The robustness of $f$ at a point $ x_0$ is called $\Delta(x_0;f)$ and is the shortest distance between $x_0$ and $\mathscr{F}$ : the smallest amount of perturbation required to changed the labelled class of the image. You find this distance by calculating the orthogonal projection of $\mathbf{x_0}$ onto $\mathscr{F}$ and it works out to be $\mathbf{r}_*(\mathbf{x}_0) := - \frac{f(\mathbf{x}_0)}{||\mathbf{w}||^2_2} \mathbf{w}$, a closed-form solution.

Figure 2 of the DeepFool paper.

So that’s for an affine classifier $f$.

Next comes the case where $f$ isn’t linear, but instead some curved surface. Like before, we want to find the distance $\mathbf{r}_*(\mathbf{x}_0)$, the minimal perturbation before the label of $\mathbf{x}_0$ is changed.

Now there isn’t a closed-form solution for this, so an iterative method is used.

Start off at $\mathbf{x}_0$.
Linearise $f$ around the point $\mathbf{x}_0$ to get a hyperplane linear approximation for $f$. Use the first order Taylor series approximation: $f_{approx} = f(\mathbf{x}_0) + \nabla f(\mathbf{x}_0)^T (\mathbf{x} - \mathbf{x}_0)$
From the affine case, we had a closed form solution to find $\mathbf{r}_*(\mathbf{x}_0)$, the projection of $\mathbf{x}_0$ onto $\mathscr{F}$, or the minimal perturbation required to change the classification. Now we use it for our linear approximation.
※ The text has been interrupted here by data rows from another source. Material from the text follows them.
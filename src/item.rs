use std::fmt;

/// Discriminator between the two kinds of shortcut found in a definitions file.
#[derive(Debug, Clone, Copy, PartialEq, Eq, Hash, PartialOrd, Ord)]
pub enum ItemKind {
    /// `alias name='command'`
    Alias,
    /// `name() { ... }`
    Function,
}

impl ItemKind {
    /// Lowercase label, as used in stats and menus.
    pub fn label(self) -> &'static str {
        match self {
            ItemKind::Alias => "alias",
            ItemKind::Function => "function",
        }
    }
}

impl fmt::Display for ItemKind {
    fn fmt(&self, f: &mut fmt::Formatter<'_>) -> fmt::Result {
        f.write_str(self.label())
    }
}

/// A single learnable shortcut.
///
/// Items are built once by the extractor and never edited afterwards, so the
/// fields are only reachable through accessors. `name` is the answer key the
/// quiz compares against.
#[derive(Debug, Clone, PartialEq, Eq)]
pub struct Item {
    name: String,
    command: String,
    description: String,
    category: String,
    kind: ItemKind,
}

impl Item {
    pub fn new(
        name: impl Into<String>,
        command: impl Into<String>,
        description: impl Into<String>,
        category: impl Into<String>,
        kind: ItemKind,
    ) -> Self {
        Self {
            name: name.into(),
            command: command.into(),
            description: description.into(),
            category: category.into(),
            kind,
        }
    }

    /// Shorthand for an alias item.
    pub fn alias(
        name: impl Into<String>,
        command: impl Into<String>,
        description: impl Into<String>,
        category: impl Into<String>,
    ) -> Self {
        Self::new(name, command, description, category, ItemKind::Alias)
    }

    /// Shorthand for a function item. The command is always `<name>()`.
    pub fn function(
        name: impl Into<String>,
        description: impl Into<String>,
        category: impl Into<String>,
    ) -> Self {
        let name = name.into();
        let command = format!("{name}()");
        Self::new(name, command, description, category, ItemKind::Function)
    }

    pub fn name(&self) -> &str {
        &self.name
    }

    pub fn command(&self) -> &str {
        &self.command
    }

    pub fn description(&self) -> &str {
        &self.description
    }

    pub fn category(&self) -> &str {
        &self.category
    }

    pub fn kind(&self) -> ItemKind {
        self.kind
    }
}

#[cfg(test)]
mod tests {
    use super::*;

    #[test]
    fn test_function_command_is_derived_from_name() {
        let item = Item::function("mkcd", "Create a directory and enter it", "Utilities");
        assert_eq!(item.command(), "mkcd()");
        assert_eq!(item.kind(), ItemKind::Function);
    }

    #[test]
    fn test_kind_display() {
        assert_eq!(ItemKind::Alias.to_string(), "alias");
        assert_eq!(ItemKind::Function.to_string(), "function");
    }
}
use std::collections::HashMap;
use std::env as stdenv;
use std::path::{Path, PathBuf};

/// Overrides the location of the definitions file.
pub const SOURCE_VAR: &str = "LEARN_ALIASES_FILE";

/// Any non-empty value disables colored output (see <https://no-color.org>).
pub const NO_COLOR_VAR: &str = "NO_COLOR";

/// Log filter directives, e.g. `LEARN_ALIASES_LOG=debug`.
pub const LOG_VAR: &str = "LEARN_ALIASES_LOG";

/// Definitions file looked up in the home directory by default.
pub const DEFAULT_SOURCE_NAME: &str = ".mac-dev-setup-aliases";

/// Snapshot of the process environment the tool is configured from.
///
/// Fields are public so tests can build an environment by hand instead of
/// touching the real process state.
#[derive(Debug, Clone, Default)]
pub struct Environment {
    /// Environment variables.
    pub vars: HashMap<String, String>,
    /// The user's home directory, if one could be determined.
    pub home_dir: Option<PathBuf>,
}

impl Environment {
    /// Capture the current process environment.
    pub fn new() -> Self {
        Self {
            vars: stdenv::vars().collect(),
            home_dir: dirs::home_dir(),
        }
    }

    /// Value of `key`, treating empty values as unset.
    pub fn get_var(&self, key: &str) -> Option<&str> {
        self.vars
            .get(key)
            .map(String::as_str)
            .filter(|v| !v.is_empty())
    }

    pub fn set_var(&mut self, key: impl Into<String>, val: impl Into<String>) {
        self.vars.insert(key.into(), val.into());
    }

    /// Where the definitions file lives.
    ///
    /// An explicit path wins, then [`SOURCE_VAR`], then [`DEFAULT_SOURCE_NAME`]
    /// in the home directory. `None` only when nothing is set and there is no home.
    pub fn source_path(&self, explicit: Option<&Path>) -> Option<PathBuf> {
        if let Some(path) = explicit {
            return Some(path.to_path_buf());
        }
        if let Some(path) = self.get_var(SOURCE_VAR) {
            return Some(PathBuf::from(path));
        }
        self.home_dir
            .as_ref()
            .map(|home| home.join(DEFAULT_SOURCE_NAME))
    }

    /// Whether output should be colored, given the `--no-color` flag.
    pub fn color_enabled(&self, no_color_flag: bool) -> bool {
        !no_color_flag && self.get_var(NO_COLOR_VAR).is_none()
    }
}

/// Resolved runtime settings.
#[derive(Debug, Clone, PartialEq, Eq)]
pub struct Config {
    /// `None` when there is no override and no home directory to look in.
    pub source: Option<PathBuf>,
    pub color: bool,
}

impl Config {
    /// Combine command-line overrides with the environment.
    pub fn resolve(env: &Environment, explicit_source: Option<&Path>, no_color: bool) -> Self {
        Self {
            source: env.source_path(explicit_source),
            color: env.color_enabled(no_color),
        }
    }
}
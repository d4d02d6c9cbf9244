//! A small interactive quiz for memorizing shell shortcuts.
//!
//! The crate reads a shell snippet containing `alias name='command' # comment`
//! lines and function definitions grouped under `## Section` markers, turns them
//! into [`Item`]s and drills the user by showing a description and asking for the
//! matching shortcut name.
//!
//! The core is split in two halves. [`extractor`] turns text into items and
//! [`quiz`] runs a scored session over a selection of them. Everything that
//! touches the terminal lives in [`render`], [`console`] and [`app`].

pub mod app;
pub mod category;
pub mod console;
pub mod env;
pub mod error;
pub mod extractor;
pub mod item;
mod lexer;
pub mod quiz;
pub mod render;
pub mod select;
pub mod stats;

pub use error::ExtractError;
pub use extractor::{extract, load_items};
pub use item::{Item, ItemKind};
pub use quiz::{Prompter, Reply, SessionResult, Tier, run_session};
Add a perturbation $\mathbf{r}_0$ to $\mathbf{x}_0$, given by $\text{argmin}_{\mathbf{r}_0}||\mathbf{r}_0||_2 \text{ subject to }f(\mathbf{x}_0) + \nabla f(\mathbf{x}_0)^T \mathbf{r}_0 =0 $. This is the minimum perturbation needed to get to the linear approximation of the decision boundary. This gives you a new point $\mathbf{x}_1 = \mathbf{x}_0 + \mathbf{r}_0 $
Have we changed classification yet? If we have, stop. If we haven’t, it’s time for the next iteration.
Calculate a new $f_{approx}$, the linear approximation to $f$ using the point $\mathbf{x}_1$. Work out where $f_{approx} =0$ and orthogonally project $\mathbf{x}_1$ onto this line (this gives you $\mathbf{x}_2$). Check the classification: if it has changed, stop, else keep going.

Visualisation of the method, with original caption

This has all been for the binary case. I won’t go into detail for the multi-class case, but the same ideas hold, except you have multiple decision boundaries.

The multiclass affine case

You are trying to move a point towards (and eventually over) the nearest decision boundary, since that is the one with the least perturbation.

If you have a curved decision boundary, you’ll need to take linear approximations and do the iterative algorithm again.

Here is the pseudocode for this algorithm:

The method is a bit slower than FGSM, but it works much better. It’s been superceded by other methods today.